一番興味があるのは、やっぱり機晶石だけれど。
「我もそう思うが……どう進むか見当もつかんし、部屋を地道に確かめていくしかなかろう」
うわの空で答えるジュレール。だが同時に、彼女は自分の中の機晶石の反応を感じていた。助けてと言っていた機晶石。彼女に近付けば、自ずと場所はわかるだろう。

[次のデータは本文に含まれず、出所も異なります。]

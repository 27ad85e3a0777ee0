use rediboard::config;
use std::env;
use std::time::Duration;

#[test]
fn test_sanitize_base_url_removes_trailing_slash() {
    assert_eq!(
        config::sanitize_base_url("http://monitor.internal:8080/"),
        "http://monitor.internal:8080"
    );
}

#[test]
fn test_sanitize_base_url_multiple_trailing_slashes() {
    assert_eq!(
        config::sanitize_base_url("http://monitor.internal:8080///"),
        "http://monitor.internal:8080"
    );
}

#[test]
fn test_sanitize_base_url_with_whitespace() {
    assert_eq!(
        config::sanitize_base_url("  http://monitor.internal:8080/  "),
        "http://monitor.internal:8080"
    );
}

#[test]
fn test_sanitize_base_url_empty_string() {
    assert_eq!(config::sanitize_base_url(""), "http://localhost:8080");
    assert_eq!(config::sanitize_base_url("   "), "http://localhost:8080");
}

#[test]
fn test_parse_timeout_secs() {
    assert_eq!(config::parse_timeout_secs("5"), Some(Duration::from_secs(5)));
    assert_eq!(config::parse_timeout_secs(" 30 "), Some(Duration::from_secs(30)));
    assert_eq!(config::parse_timeout_secs(""), None);
    assert_eq!(config::parse_timeout_secs("0"), None);
    assert_eq!(config::parse_timeout_secs("soon"), None);
}

#[test]
fn test_get_api_base_url_from_env() {
    // Only this test touches the variable, so set and clear it in sequence
    env::set_var(config::API_URL_VAR, "http://monitor.internal:8080/");
    assert_eq!(config::get_api_base_url(), "http://monitor.internal:8080");

    env::remove_var(config::API_URL_VAR);
    assert_eq!(config::get_api_base_url(), config::DEFAULT_API_BASE_URL);
}
use comfy_table::{modifiers, presets, ContentArrangement, Table};
use serde_json::Value;
use terminal_size::{terminal_size, Width};
use yansi::Paint;

use crate::controller::InstanceListController;
use crate::models::{connection_label, Instance};
use crate::utils::{human_size, sort_instances};

const PLACEHOLDER: &str = "—";
const SORT_MARKER: &str = "▲";

/// Table columns as (header, sort field).
pub const COLUMNS: &[(&str, &str)] = &[
    ("Name", "name"),
    ("Host", "host"),
    ("Port", "port"),
    ("Role", "role"),
    ("Version", "version"),
    ("Used memory", "used_memory"),
    ("Max memory", "maxmemory"),
    ("Policy", "maxmemory_policy"),
    ("Connections", "connections"),
    ("Errors", "errors"),
];

const BYTE_FIELDS: &[&str] = &["used_memory", "maxmemory"];

/// Instances in display order: sorted by the active field, then filtered with
/// `hide_no_slave` unless `show_all` is set.
pub fn visible_instances(controller: &InstanceListController, show_all: bool) -> Vec<&Instance> {
    sort_instances(controller.instances(), controller.sort_field())
        .into_iter()
        .filter(|i| show_all || controller.hide_no_slave(i))
        .collect()
}

/// Byte-valued attribute as a humanized size. Negative or fractional values
/// are not byte counts and render as a placeholder.
pub fn byte_cell(value: Option<&Value>) -> String {
    value
        .and_then(|v| v.as_u64())
        .map(human_size)
        .unwrap_or_else(|| PLACEHOLDER.to_string())
}

fn text_cell(value: Option<&Value>) -> String {
    match value {
        Some(Value::String(s)) if !s.is_empty() => s.clone(),
        Some(Value::Number(n)) => n.to_string(),
        Some(Value::Bool(b)) => b.to_string(),
        _ => PLACEHOLDER.to_string(),
    }
}

fn row(instance: &Instance) -> Vec<String> {
    COLUMNS
        .iter()
        .map(|(_, field)| match *field {
            "name" => instance.name.clone(),
            "host" => text_cell(instance.attribute("host").or_else(|| instance.attribute("vip"))),
            "connections" => instance
                .connections
                .iter()
                .map(connection_label)
                .collect::<Vec<_>>()
                .join("\n"),
            "errors" => instance.errors.join("\n"),
            f if BYTE_FIELDS.contains(&f) => byte_cell(instance.attribute(f)),
            f => text_cell(instance.attribute(f)),
        })
        .collect()
}

/// Build the instance table. `width` of `None` disables wrapping.
pub fn build_table(controller: &InstanceListController, show_all: bool, width: Option<u16>) -> Table {
    let mut table = Table::new();
    table.load_preset(presets::UTF8_FULL);
    table.apply_modifier(modifiers::UTF8_ROUND_CORNERS);
    match width {
        Some(w) => {
            table.set_content_arrangement(ContentArrangement::Dynamic);
            table.set_width(w);
        }
        None => {
            table.set_content_arrangement(ContentArrangement::Disabled);
        }
    }

    let header: Vec<String> = COLUMNS
        .iter()
        .map(|(label, field)| {
            if controller.is_sort_field(field) {
                format!("{} {}", label, SORT_MARKER)
            } else {
                label.to_string()
            }
        })
        .collect();
    table.set_header(header);

    for instance in visible_instances(controller, show_all) {
        table.add_row(row(instance));
    }
    table
}

/// Print accumulated errors followed by the instance table.
pub fn print_dashboard(controller: &InstanceListController, show_all: bool) {
    for error in controller.errors() {
        eprintln!("{}", Paint::new(error).red());
    }

    let shown = visible_instances(controller, show_all).len();
    if controller.instances().is_empty() {
        println!("{}", Paint::new("(no instances)").dim());
        return;
    }

    let width = terminal_size().map(|(Width(w), _)| w.saturating_sub(4));
    let table = build_table(controller, show_all, width);
    println!("\n{table}");

    let hidden = controller.instances().len() - shown;
    if hidden > 0 {
        println!(
            "\n{}",
            Paint::new(format!(
                "Showing {} of {} instances ({} without replication or errors hidden, use --all to show them)",
                shown,
                controller.instances().len(),
                hidden
            ))
            .dim()
        );
    } else {
        println!(
            "\n{}",
            Paint::new(format!("Showing all {} instances, sorted by {}", shown, controller.sort_field())).dim()
        );
    }
    println!();
}

/// Dump the view state as pretty JSON; instances come out exactly as received.
pub fn print_json(controller: &InstanceListController) -> Result<(), serde_json::Error> {
    println!("{}", serde_json::to_string_pretty(controller.view_state())?);
    Ok(())
}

「機晶姫は、何を受け取ってほしいのかなあ! ツァンダに突っ込みたくなくて、動きを停止させるもの……とか? それが、機晶石じゃなければいいね」
明るい顔に、少しだけ懸念の色を乗せてカレンは言った。
箒に乗って、巨大機晶姫を見上げて感想を言い合っているのは四方天 唯乃(しほうてん・ゆいの)とエラノール・シュレイク(えらのーる・しゅれいく)、フィア・ケレブノア(ふぃあ・けれぶのあ)だ。
「これだけデカイものが動いてるなんて、ホント、パラミタは面白い所よね」
「おっきいのですよー。中はどうなってるのですかねー? 話によると遺跡らしいのですが、どんな仕組みなのでしょうか」
「元は遺跡、となると変形でもしたんでしょうか。それにしても、巨大ロボはロマンですね」
エラノールの疑問に、予測ながら答えを返すと、フィアはうっとりした顔で機晶姫を眺めた。
一通り外見を見物してから、唯乃が言う。
「どこから入るかーだけど、口はー、なーんか嫌よねぇ。ビームとか撃たれたら嫌だし、適当な所ブチ抜いて入りましょうか」
相談の後、3人はそれぞれ術や攻撃の構えを取った。狙いは腹部だ。唯乃が光術をビーム状に発動させ、間髪入れずにエラノールが火術を弾丸状にして発動させる。爆発設定をされたそれは、着弾と同時に爆音を響かせた。
「「フィア!」」
唯乃とエラノールが叫ぶ。
トミーガンを構えたフィアはとどめとばかりに、土壁に銃弾の雨をお見舞いした。
腹部に穴が開く。
「ちょろいわね! さーて、機晶石を探すわよ!」
巨大機晶姫の肘下には、腕輪のようなちょっとした足場があった。そこに乗って、白砂 司(しらすな・つかさ)は肘の内側をハルバードとチェインスマイトを使って攻撃していた。土が露出している部分や移動に伴って土がこぼれているような部分を超感覚で探した後、槍の長柄を活かしてスコップやツルハシのように掘り壊す。
錬金術師的に面白い素材が見つかれば、拾っておくことも忘れない。
「大層やんちゃな砂遊びだな。こんな古くくたびれた身体で、お前は一体何を願っているのか……?」
脚部分にはそれなりに人手があったため、司は腕の方にまわっていた。侵入に際してもっとも問題になるのは、振り回される可能性のある腕だ。胴体部だけではなく、頭部にも機晶石が含まれているだろうと考えてのことでもある。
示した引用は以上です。